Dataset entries
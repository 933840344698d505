//! Page results and the window-to-page assembler.

use serde::{Deserialize, Serialize};

use crate::cursor::{CursorCodec, CursorDirection, EncodeError};
use crate::filter::Document;
use crate::sort::{SortSpec, pick_anchor};
use crate::totals::TotalsRecord;

/// Page information for paginated responses.
///
/// `start_cursor` and `end_cursor` always resume forwards, whichever
/// direction the page itself was fetched in.
#[derive(Debug, Clone, Default, PartialEq, Eq, Serialize, Deserialize)]
#[serde(rename_all = "camelCase")]
pub struct PageInfo {
    /// Whether there are more items after this page.
    pub has_next: bool,
    /// Whether there are items before this page.
    pub has_prev: bool,
    /// Cursor at the first item.
    pub start_cursor: Option<String>,
    /// Cursor at the last item.
    pub end_cursor: Option<String>,
    /// 1-based page number, for page-addressed requests.
    #[serde(default, skip_serializing_if = "Option::is_none")]
    pub current_page: Option<u64>,
}

impl PageInfo {
    /// Info for a page past the end of the data.
    #[must_use]
    pub const fn past_end(page: u64) -> Self {
        Self {
            has_next: false,
            has_prev: true,
            start_cursor: None,
            end_cursor: None,
            current_page: Some(page),
        }
    }
}

/// Which dispatch path produced a page.
#[derive(Debug, Clone, Copy, PartialEq, Eq, Serialize, Deserialize)]
#[serde(rename_all = "snake_case")]
pub enum PagePath {
    /// `after`/`before` cursor.
    DirectCursor,
    /// No cursor and no page beyond the first.
    FirstPage,
    /// Skip-based jump.
    OffsetFallback,
    /// Bookmark-assisted walk.
    BookmarkHop,
}

/// Timing and dispatch details, attached when requested.
#[derive(Debug, Clone, PartialEq, Eq, Serialize, Deserialize)]
#[serde(rename_all = "camelCase")]
pub struct PageMeta {
    /// Always `"findPage"`.
    pub op: String,
    /// Wall time of the call.
    pub duration_ms: u64,
    /// Dispatch path taken.
    pub path: PagePath,
    /// Whether a cached bookmark was used.
    pub bookmark_hit: bool,
    /// Store window fetches performed.
    pub hops: u64,
}

/// One page of results.
#[derive(Debug, Clone, PartialEq, Serialize, Deserialize)]
#[serde(rename_all = "camelCase")]
pub struct PageResult {
    /// Rows in forward sort order.
    pub items: Vec<Document>,
    /// Navigation state.
    pub page_info: PageInfo,
    /// Totals, when requested.
    #[serde(default, skip_serializing_if = "Option::is_none")]
    pub totals: Option<TotalsRecord>,
    /// Metadata, when requested.
    #[serde(default, skip_serializing_if = "Option::is_none")]
    pub meta: Option<PageMeta>,
}

/// Turns an over-fetched window (`limit + 1` rows) into a page.
#[derive(Debug, Clone, Copy)]
pub struct PageAssembler<'a> {
    codec: &'a CursorCodec,
    sort: &'a SortSpec,
    limit: usize,
}

impl<'a> PageAssembler<'a> {
    /// Assemble pages of `limit` rows sorted by `sort`.
    #[must_use]
    pub const fn new(codec: &'a CursorCodec, sort: &'a SortSpec, limit: usize) -> Self {
        Self { codec, sort, limit }
    }

    /// Trim the lookahead row and work out navigation.
    ///
    /// For [`CursorDirection::Before`], `rows` arrive in reverse sort order
    /// and are restored to forward order here.
    pub fn assemble(
        &self,
        mut rows: Vec<Document>,
        direction: Option<CursorDirection>,
        has_cursor: bool,
    ) -> Result<(Vec<Document>, PageInfo), EncodeError> {
        let has_more = rows.len() > self.limit;
        rows.truncate(self.limit);

        let (has_next, has_prev) = match direction {
            Some(CursorDirection::Before) => {
                rows.reverse();
                (has_cursor, has_more)
            }
            Some(CursorDirection::After) | None => (has_more, has_cursor),
        };

        let start_cursor = rows.first().map(|row| self.cursor_at(row)).transpose()?;
        let end_cursor = rows.last().map(|row| self.cursor_at(row)).transpose()?;

        Ok((rows, PageInfo {
            has_next,
            has_prev,
            start_cursor,
            end_cursor,
            current_page: None,
        }))
    }

    fn cursor_at(&self, row: &Document) -> Result<String, EncodeError> {
        self.codec.encode(
            self.sort,
            &pick_anchor(row, self.sort),
            Some(CursorDirection::After),
        )
    }
}
//! Total counts in sync, async and approximate modes.
//!
//! Counts run through the [`BoundedCountQueue`], results are cached with a
//! TTL, and concurrent requests for the same key share one running count.
//! A failed count is cached as a negative record rather than returned as an
//! error; only queue admission failures reach the caller.

use std::collections::HashMap;
use std::sync::Arc;
use std::sync::atomic::{AtomicU64, Ordering};
use std::time::{Duration, SystemTime, UNIX_EPOCH};

use futures::FutureExt;
use futures::future::{BoxFuture, Shared};
use parking_lot::Mutex;
use serde::{Deserialize, Serialize};
use serde_json::Value;
use tokio::time::Instant;
use tracing::{debug, warn};

use crate::filter::Document;
use crate::queue::{BoundedCountQueue, QueueError};
use crate::store::{Cache, CountOptions, DocumentStore};

/// Soft-failure tag for a count that raised.
pub const COUNT_FAILED: &str = "count_failed";

/// How totals are computed.
#[derive(Debug, Clone, Copy, Default, PartialEq, Eq, Hash, Serialize, Deserialize)]
#[serde(rename_all = "lowercase")]
pub enum TotalsMode {
    /// Count inline.
    #[default]
    Sync,
    /// Count in the background; poll with the returned token.
    Async,
    /// Use the store's estimate for unfiltered queries.
    Approx,
}

impl TotalsMode {
    /// Wire name.
    #[must_use]
    pub const fn as_str(self) -> &'static str {
        match self {
            Self::Sync => "sync",
            Self::Async => "async",
            Self::Approx => "approx",
        }
    }
}

/// A cached or freshly computed total.
///
/// `total: None` serializes as `null`: either still pending or failed
/// (then `error` is set).
#[derive(Debug, Clone, PartialEq, Eq, Serialize, Deserialize)]
#[serde(rename_all = "camelCase")]
pub struct TotalsRecord {
    /// Mode that produced the record.
    pub mode: TotalsMode,
    /// Matching documents.
    pub total: Option<u64>,
    /// `ceil(total / limit)`.
    pub total_pages: Option<u64>,
    /// Poll token for async mode.
    #[serde(default, skip_serializing_if = "Option::is_none")]
    pub token: Option<String>,
    /// Milliseconds since the Unix epoch.
    #[serde(default)]
    pub ts: u64,
    /// Soft-failure tag.
    #[serde(default, skip_serializing_if = "Option::is_none")]
    pub error: Option<String>,
    /// Set when the total is an estimate.
    #[serde(default, skip_serializing_if = "std::ops::Not::not")]
    pub approx: bool,
}

impl TotalsRecord {
    /// A known total.
    #[must_use]
    pub fn counted(mode: TotalsMode, total: u64, limit: u64) -> Self {
        Self {
            mode,
            total: Some(total),
            total_pages: Some(total.div_ceil(limit.max(1))),
            token: None,
            ts: now_ms(),
            error: None,
            approx: mode == TotalsMode::Approx,
        }
    }

    /// A total that is not known yet.
    #[must_use]
    pub fn pending(mode: TotalsMode) -> Self {
        Self {
            mode,
            total: None,
            total_pages: None,
            token: None,
            ts: now_ms(),
            error: None,
            approx: false,
        }
    }

    /// A total that could not be computed.
    #[must_use]
    pub fn failed(mode: TotalsMode, reason: &str) -> Self {
        Self {
            error: Some(reason.to_owned()),
            ..Self::pending(mode)
        }
    }

    /// Builder: attach a poll token.
    #[must_use]
    pub fn with_token(mut self, token: impl Into<String>) -> Self {
        self.token = Some(token.into());
        self
    }
}

fn now_ms() -> u64 {
    SystemTime::now()
        .duration_since(UNIX_EPOCH)
        .map_or(0, |d| u64::try_from(d.as_millis()).unwrap_or(u64::MAX))
}

/// One totals computation.
#[derive(Debug, Clone)]
pub struct TotalsJob {
    /// Cache key of the record.
    pub key: String,
    /// Poll token derived from the key dimensions.
    pub token: String,
    /// Filter to count.
    pub filter: Document,
    /// Pipeline stages applied by the page windows.
    pub extra_stages: Vec<Value>,
    /// Page size, for `total_pages`.
    pub limit: u64,
    /// Mode.
    pub mode: TotalsMode,
    /// Record lifetime.
    pub ttl: Duration,
    /// Store deadline for the count.
    pub max_time: Option<Duration>,
}

type SharedCount = Shared<BoxFuture<'static, Result<TotalsRecord, QueueError>>>;

struct Inflight {
    id: u64,
    started_at: Instant,
    task: SharedCount,
}

type Registry = Arc<Mutex<HashMap<String, Inflight>>>;

/// Computes and caches totals.
pub struct TotalsComputer {
    store: Arc<dyn DocumentStore>,
    cache: Arc<dyn Cache>,
    queue: Arc<BoundedCountQueue>,
    inflight: Registry,
    coalesce_window: Duration,
    next_id: AtomicU64,
}

impl std::fmt::Debug for TotalsComputer {
    fn fmt(&self, f: &mut std::fmt::Formatter<'_>) -> std::fmt::Result {
        f.debug_struct("TotalsComputer")
            .field("inflight", &self.inflight.lock().len())
            .field("coalesce_window", &self.coalesce_window)
            .finish_non_exhaustive()
    }
}

impl TotalsComputer {
    /// Create a computer sharing `queue` with its owner.
    #[must_use]
    pub fn new(
        store: Arc<dyn DocumentStore>,
        cache: Arc<dyn Cache>,
        queue: Arc<BoundedCountQueue>,
        coalesce_window: Duration,
    ) -> Self {
        Self {
            store,
            cache,
            queue,
            inflight: Arc::new(Mutex::new(HashMap::new())),
            coalesce_window,
            next_id: AtomicU64::new(0),
        }
    }

    /// Number of counts currently registered as in flight.
    #[must_use]
    pub fn inflight_len(&self) -> usize {
        self.inflight.lock().len()
    }

    /// Cached record, or compute one according to `job.mode`.
    pub async fn compute(&self, job: TotalsJob) -> Result<TotalsRecord, QueueError> {
        if let Some(cached) = read_record(self.cache.as_ref(), &job.key).await {
            debug!(key = %job.key, mode = job.mode.as_str(), "totals cache hit");
            return Ok(match job.mode {
                TotalsMode::Async => cached.with_token(job.token),
                TotalsMode::Sync | TotalsMode::Approx => cached,
            });
        }

        match job.mode {
            TotalsMode::Sync | TotalsMode::Approx => self.coalesced(&job).await,
            TotalsMode::Async => {
                let task = self.coalesced(&job);
                tokio::spawn(async move {
                    if let Err(err) = task.await {
                        debug!(error = %err, "background count not run");
                    }
                });
                Ok(TotalsRecord::pending(TotalsMode::Async).with_token(job.token))
            }
        }
    }

    /// Cached record for `key`, if any.
    pub async fn cached(&self, key: &str) -> Option<TotalsRecord> {
        read_record(self.cache.as_ref(), key).await
    }

    /// Join a running count for `job.key`, or start one.
    fn coalesced(&self, job: &TotalsJob) -> SharedCount {
        let mut inflight = self.inflight.lock();
        let now = Instant::now();
        // Entries past the window can no longer be joined, including ones whose
        // callers went away before polling them
        inflight.retain(|_, entry| now.duration_since(entry.started_at) < self.coalesce_window);

        if let Some(entry) = inflight.get(&job.key)
            && now.duration_since(entry.started_at) < self.coalesce_window
        {
            debug!(key = %job.key, "joining inflight count");
            return entry.task.clone();
        }

        let id = self.next_id.fetch_add(1, Ordering::Relaxed);
        let run = run_count(
            Arc::clone(&self.store),
            Arc::clone(&self.cache),
            Arc::clone(&self.queue),
            job.clone(),
        );
        let registry = Arc::clone(&self.inflight);
        let key = job.key.clone();
        let task = async move {
            let result = run.await;
            let mut inflight = registry.lock();
            if inflight.get(&key).is_some_and(|entry| entry.id == id) {
                inflight.remove(&key);
            }
            result
        }
        .boxed()
        .shared();

        inflight.insert(job.key.clone(), Inflight {
            id,
            started_at: now,
            task: task.clone(),
        });
        task
    }
}

async fn run_count(
    store: Arc<dyn DocumentStore>,
    cache: Arc<dyn Cache>,
    queue: Arc<BoundedCountQueue>,
    job: TotalsJob,
) -> Result<TotalsRecord, QueueError> {
    let options = CountOptions {
        extra_stages: job.extra_stages.clone(),
        max_time: job.max_time,
    };
    let unfiltered = job.filter.is_empty() && job.extra_stages.is_empty();

    let counted = if job.mode == TotalsMode::Approx && unfiltered {
        store.estimated_count(&options).await
    } else {
        let filter = job.filter.clone();
        queue
            .execute(async move { store.count(&filter, &options).await })
            .await?
    };

    let record = match counted {
        Ok(total) => TotalsRecord::counted(job.mode, total, job.limit),
        Err(err) => {
            warn!(key = %job.key, error = %err, "count failed; caching negative totals");
            TotalsRecord::failed(job.mode, COUNT_FAILED)
        }
    };

    write_record(cache.as_ref(), &job.key, &record, job.ttl).await;
    Ok(record)
}

async fn read_record(cache: &dyn Cache, key: &str) -> Option<TotalsRecord> {
    match cache.get(key).await {
        Ok(Some(value)) => match serde_json::from_value(value) {
            Ok(record) => Some(record),
            Err(err) => {
                warn!(key, error = %err, "ignoring malformed totals record");
                None
            }
        },
        Ok(None) => None,
        Err(err) => {
            warn!(key, error = %err, "totals cache read failed");
            None
        }
    }
}

async fn write_record(cache: &dyn Cache, key: &str, record: &TotalsRecord, ttl: Duration) {
    let value = match serde_json::to_value(record) {
        Ok(value) => value,
        Err(err) => {
            warn!(key, error = %err, "could not serialize totals record");
            return;
        }
    };
    if let Err(err) = cache.set(key, value, ttl).await {
        warn!(key, error = %err, "totals cache write failed");
    }
}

• **Required action**
Please return each line of the data above in which the word "TotalsJob" occurs.

• **Expected answer**
pub struct TotalsJob {
    pub async fn compute(&self, job: TotalsJob) -> Result<TotalsRecord, QueueError> {
    fn coalesced(&self, job: &TotalsJob) -> SharedCount {
    job: TotalsJob,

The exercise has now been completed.